Electrostatic interactions between residues in the N terminus of the peptide substrate and the kinase catalytic domain are major determinants of binding strength. A, predicted binding site of the tight binding peptide substrate p12 in PKCα. The backbone atoms of the residues before the Ser that gets phosphorylated in the substrate p12 are shown in blue and the residues after Ser are shown in white. The residues in the peptide substrate are shown in sticks. The residues in PKCα that make strong contact with the peptide are shown in ball and sticks. B, calculated average interaction energy of the N terminus of the peptide substrates with PKCα versus FRET intensity ratio. For clarity, the weak, medium, and strong binding peptide substrates are shown in red, green, and black spheres, respectively. The error bars for FRET measurement and the non-bond interaction energy represent the mean ± S.E. and the standard deviation, respectively. C, FRET ratio of SPASM sensors show a linear correlation with a recognition metric derived by Nishikawa et al. (14). D, site-directed mutagenesis of residues in peptides p1, p2, p4, and p6 identified from the MD simulation analysis to improve the binding affinity.

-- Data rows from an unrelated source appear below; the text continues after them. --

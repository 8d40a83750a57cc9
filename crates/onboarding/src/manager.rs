//! Session manager for onboarding reconcilers (PRD-42).
//!
//! Keeps one [`ProgressReconciler`] per (user, role) so concurrent requests
//! for the same user share a session and its monotonic/lock guarantees.
//! Thread-safe via interior `RwLock`; designed to be wrapped in `Arc` and
//! shared across the application.

use std::collections::hash_map::Entry;
use std::collections::HashMap;
use std::sync::Arc;

use tokio::sync::RwLock;

use nutrisensia_core::onboarding::{steps_for_role, OnboardingProgress};
use nutrisensia_core::roles::CoachingRole;
use nutrisensia_core::types::DbId;

use crate::cache::{MemoryProgressCache, ProgressCache};
use crate::reconciler::ProgressReconciler;
use crate::store::{PgProgressStore, ProgressStore};

type SessionKey = (DbId, CoachingRole);

/// Holds the live onboarding sessions for this backend instance.
pub struct SessionManager {
    store: Arc<dyn ProgressStore>,
    cache: Arc<dyn ProgressCache>,
    sessions: RwLock<HashMap<SessionKey, ProgressReconciler>>,
}

impl SessionManager {
    pub fn new(store: Arc<dyn ProgressStore>, cache: Arc<dyn ProgressCache>) -> Self {
        Self {
            store,
            cache,
            sessions: RwLock::new(HashMap::new()),
        }
    }

    /// Production wiring: database-backed store, in-process cache tier.
    pub fn with_postgres(pool: nutrisensia_db::DbPool) -> Self {
        Self::new(
            Arc::new(PgProgressStore::new(pool)),
            Arc::new(MemoryProgressCache::new()),
        )
    }

    /// Get or load the session for a user/role and return its progress
    /// snapshot.
    pub async fn load(&self, user_id: DbId, role: CoachingRole) -> OnboardingProgress {
        let mut sessions = self.sessions.write().await;
        let session = self.session_entry(&mut sessions, user_id, role).await;
        session.progress().clone()
    }

    /// Mark a step as in progress for a user and return the new snapshot.
    pub async fn advance(
        &self,
        user_id: DbId,
        role: CoachingRole,
        step_id: &str,
    ) -> OnboardingProgress {
        let mut sessions = self.sessions.write().await;
        let session = self.session_entry(&mut sessions, user_id, role).await;
        session.advance(step_id);
        session.progress().clone()
    }

    /// Mark a step as completed for a user and return the new snapshot.
    pub async fn complete_step(
        &self,
        user_id: DbId,
        role: CoachingRole,
        step_id: &str,
    ) -> OnboardingProgress {
        let mut sessions = self.sessions.write().await;
        let session = self.session_entry(&mut sessions, user_id, role).await;
        session.complete_step(step_id);
        session.progress().clone()
    }

    /// Mark a step as skipped for a user and return the new snapshot.
    pub async fn skip_step(
        &self,
        user_id: DbId,
        role: CoachingRole,
        step_id: &str,
    ) -> OnboardingProgress {
        let mut sessions = self.sessions.write().await;
        let session = self.session_entry(&mut sessions, user_id, role).await;
        session.skip_step(step_id);
        session.progress().clone()
    }

    /// Number of live sessions, used by monitoring.
    pub async fn session_count(&self) -> usize {
        self.sessions.read().await.len()
    }

    async fn session_entry<'a>(
        &self,
        sessions: &'a mut HashMap<SessionKey, ProgressReconciler>,
        user_id: DbId,
        role: CoachingRole,
    ) -> &'a mut ProgressReconciler {
        match sessions.entry((user_id, role)) {
            Entry::Occupied(entry) => entry.into_mut(),
            Entry::Vacant(entry) => {
                let reconciler = ProgressReconciler::load(
                    Arc::clone(&self.store),
                    Arc::clone(&self.cache),
                    user_id,
                    role,
                    &steps_for_role(role),
                )
                .await;
                entry.insert(reconciler)
            }
        }
    }
}

// ---------------------------------------------------------------------------
// Tests
// ---------------------------------------------------------------------------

Mutagenesis of N-terminal residues to Arg enhances kinase-substrate interaction as measured by FRET ratio. E, kinase activity of mutant peptide substrates shown in D. Mutagenesis of N-terminal residues to Arg marginally increase kinase specific activity compared with wild-type counterparts. The FRET results are expressed as mean ± S.E. of three independent experiments performed in triplicate (n ≥ 9). *, p < 0.05; **, p < 0.005; ***, p < 0.0005; ****, p < 0.0001.